Task to complete
Word for word, restate the lines from the start of the data below through the line containing "pub mod page;".

Data extract
-- Opening Marker --
use log::{debug, info, warn};

use center_quality::*;
use snafu::{prelude::*, Snafu};

use std::fs;
use std::time::{Duration, Instant};

use serde::{Deserialize, Serialize};
use serde_json::json;
use serde_json::Value as JSValue;
use text_diff::print_diff;

use crate::aqis::config_reader::*;
use crate::args::Args;

pub mod figure;
pub mod geo;
pub mod io_csv;
pub mod page;

pub const DEFAULT_DATA_PATH: &str = "data/center_quality_intelligence.csv";
pub const DEFAULT_STYLE_PATH: &str = "assets/style.css";
pub const DEFAULT_OUTPUT_PATH: &str = "aqis_dashboard.html";
pub const DEFAULT_GEOJSON_URL: &str =
    "https://gist.githubusercontent.com/jbrobst/56c13bbbf9d97d187fea01ca62ea5112/raw/india_states.geojson";
pub const DEFAULT_WATCH_SECONDS: u64 = 60;

#[derive(Debug, Snafu)]
pub enum AqisError {
    #[snafu(display("Error opening data file {path}"))]
    CsvOpen { source: csv::Error, path: String },
    #[snafu(display("Error reading data file at line {lineno}"))]
    CsvLine { source: csv::Error, lineno: usize },
    #[snafu(display("Data file is missing required column {column}"))]
    CsvMissingColumn { column: String },
    #[snafu(display("Bad value for column {column} at line {lineno}"))]
    CsvField { column: String, lineno: usize },
    #[snafu(display("Error reading stylesheet {path}"))]
    StyleRead { source: std::io::Error, path: String },
    #[snafu(display("Error fetching boundary layer from {url}"))]
    GeoFetch { source: reqwest::Error, url: String },
    #[snafu(display("Error reading boundary layer file {path}"))]
    GeoRead { source: std::io::Error, path: String },
    #[snafu(display("Boundary layer is not valid JSON"))]
    GeoParse { source: serde_json::Error },
    #[snafu(display("Boundary layer has no readable features"))]
    GeoShape {},
    #[snafu(display("Error opening config {path}"))]
    ConfigOpen { source: std::io::Error, path: String },
    #[snafu(display("Error parsing config {path}"))]
    ConfigParse {
        source: serde_json::Error,
        path: String,
    },
    #[snafu(display("Error reading reference summary {path}"))]
    ReferenceRead { source: std::io::Error, path: String },
    #[snafu(display("Error parsing reference summary {path}"))]
    ReferenceParse {
        source: serde_json::Error,
        path: String,
    },
    #[snafu(display("Error writing output {path}"))]
    WritingOutput { source: std::io::Error, path: String },
    #[snafu(display("Summary serialization failed"))]
    SummaryJson { source: serde_json::Error },

    #[snafu(whatever, display("{message}"))]
    Whatever {
        message: String,
        #[snafu(source(from(Box<dyn std::error::Error>, Some)))]
        source: Option<Box<dyn std::error::Error>>,
    },
}

pub type AqisResult<T> = Result<T, AqisError>;

pub mod config_reader {
    use crate::aqis::*;

    /// Optional dashboard configuration file. Every field has a default, so
    /// an absent file behaves like an empty one.
    #[derive(PartialEq, Debug, Clone, Default, Serialize, Deserialize)]
    pub struct DashboardConfig {
        #[serde(rename = "dataPath")]
        pub data_path: Option<String>,
        #[serde(rename = "stylePath")]
        pub style_path: Option<String>,
        #[serde(rename = "geojsonSource")]
        pub geojson_source: Option<String>,
        #[serde(rename = "outputPath")]
        pub output_path: Option<String>,
        #[serde(rename = "cacheTtlSeconds")]
        pub cache_ttl_seconds: Option<u64>,
    }

    pub fn read_config(path: &str) -> AqisResult<DashboardConfig> {
        let contents = fs::read_to_string(path).context(ConfigOpenSnafu { path })?;
        let config: DashboardConfig =
            serde_json::from_str(&contents).context(ConfigParseSnafu { path })?;
        debug!("read_config: {:?}", config);
        Ok(config)
    }
}

/// Effective options after layering the command line over the configuration
/// file over the built-in defaults.
#[derive(PartialEq, Debug, Clone)]
pub struct RenderOptions {
    pub data_path: String,
    pub style_path: String,
    pub geojson_source: String,
    pub output_path: String,
    pub cache_ttl: Duration,
}

pub fn resolve_options(args: &Args) -> AqisResult<RenderOptions> {
    let file_config = match &args.config {
        Some(path) => read_config(path)?,
        None => DashboardConfig::default(),
    };
    let pick = |cli: &Option<String>, file: &Option<String>, default: &str| -> String {
        cli.clone()
            .or_else(|| file.clone())
            .unwrap_or_else(|| default.to_string())
    };
    Ok(RenderOptions {
        data_path: pick(&args.data, &file_config.data_path, DEFAULT_DATA_PATH),
        style_path: pick(&args.style, &file_config.style_path, DEFAULT_STYLE_PATH),
        geojson_source: pick(
            &args.geojson,
            &file_config.geojson_source,
            DEFAULT_GEOJSON_URL,
        ),
        output_path: pick(&args.out, &file_config.output_path, DEFAULT_OUTPUT_PATH),
        cache_ttl: file_config
            .cache_ttl_seconds
            .map(Duration::from_secs)
            .unwrap_or(DEFAULT_TABLE_TTL),
    })
}

// ********* Summary document ***********

fn kpis_to_json(kpis: &KpiSummary) -> JSValue {
    json!({
        "totalCenters": kpis.total_centers,
        "poorCenters": kpis.poor_centers,
        "statesCovered": kpis.states_covered,
        "avgFtaProxy": kpis.avg_fta_proxy,
    })
}

fn states_to_json(states: &[StateSummary]) -> Vec<JSValue> {
    states
        .iter()
        .map(|s| {
            json!({
                "state": s.state,
                "totalCenters": s.total_centers,
                "poorCenters": s.poor_centers,
                "avgFta": round_two_decimals(s.avg_fta),
                "biometricUpdates": s.biometric_updates,
            })
        })
        .collect()
}

pub fn build_summary_js(result: &QualityResult) -> JSValue {
    json!({
        "kpis": kpis_to_json(&result.kpis),
        "states": states_to_json(&result.states),
    })
}

fn check_reference(path: &str, computed_pretty: &str) -> AqisResult<()> {
    let contents = fs::read_to_string(path).context(ReferenceReadSnafu { path })?;
    let js: JSValue = serde_json::from_str(&contents).context(ReferenceParseSnafu { path })?;
    let reference_pretty = serde_json::to_string_pretty(&js).context(SummaryJsonSnafu {})?;
    if reference_pretty != computed_pretty {
        warn!("Found differences with the reference summary");
        print_diff(reference_pretty.as_str(), computed_pretty, "\n");
        whatever!("Difference detected between computed summary and reference summary");
    }
    Ok(())
}

// ********* Driver ***********

fn render_once(
    args: &Args,
    options: &RenderOptions,
    cache: &mut CachedTable<Vec<CenterRecord>>,
) -> AqisResult<()> {
    let records = cache.get_or_load(Instant::now(), || {
        io_csv::read_center_records(&options.data_path)
    })?;
    let result = match run_quality_stats(records) {
        Ok(result) => result,
        Err(e) => {
            whatever!("Cannot summarize {}: {}", options.data_path, e)
        }
    };

    // The boundary layer is the only remote dependency. Its failure stays
    // confined to the map section; the KPI tiles render regardless.
    let map_section = match geo::load_boundaries(&options.geojson_source) {
        Ok(boundaries) => page::MapSection::Figure(figure::choropleth_figure(
            &result.states,
            &boundaries,
        )),
        Err(e) => {
            warn!("Boundary layer unavailable: {}", e);
            page::MapSection::Unavailable(format!("{}", e))
        }
    };

    let style_css = fs::read_to_string(&options.style_path).context(StyleReadSnafu {
        path: &options.style_path,
    })?;
    let html = page::render_page(&result.kpis, &map_section, &style_css);
    fs::write(&options.output_path, html).context(WritingOutputSnafu {
        path: &options.output_path,
    })?;
    info!("Wrote dashboard page to {:?}", options.output_path);

    let summary_js = build_summary_js(&result);
    let pretty = serde_json::to_string_pretty(&summary_js).context(SummaryJsonSnafu {})?;
    if let Some(dest) = &args.summary {
        if dest == "stdout" {
            println!("{}", pretty);
        } else {
            fs::write(dest, &pretty).context(WritingOutputSnafu { path: dest })?;
            info!("Wrote summary to {:?}", dest);
        }
    }
    if let Some(reference_path) = &args.reference {
        check_reference(reference_path, &pretty)?;
    }
    Ok(())
}

pub fn run_dashboard(args: &Args) -> AqisResult<()> {
    let options = resolve_options(args)?;
    info!("options: {:?}", options);

    let mut cache: CachedTable<Vec<CenterRecord>> = CachedTable::new(options.cache_ttl);
    if args.watch {
        let interval = Duration::from_secs(args.every.unwrap_or(DEFAULT_WATCH_SECONDS));
        loop {
            render_once(args, &options, &mut cache)?;
            debug!("watch: sleeping {:?}", interval);
            std::thread::sleep(interval);
        }
    } else {
        render_once(args, &options, &mut cache)
    }
}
-- Closing Marker --
Reply to the task
use log::{debug, info, warn};

use center_quality::*;
use snafu::{prelude::*, Snafu};

use std::fs;
use std::time::{Duration, Instant};

use serde::{Deserialize, Serialize};
use serde_json::json;
use serde_json::Value as JSValue;
use text_diff::print_diff;

use crate::aqis::config_reader::*;
use crate::args::Args;

pub mod figure;
pub mod geo;
pub mod io_csv;
pub mod page;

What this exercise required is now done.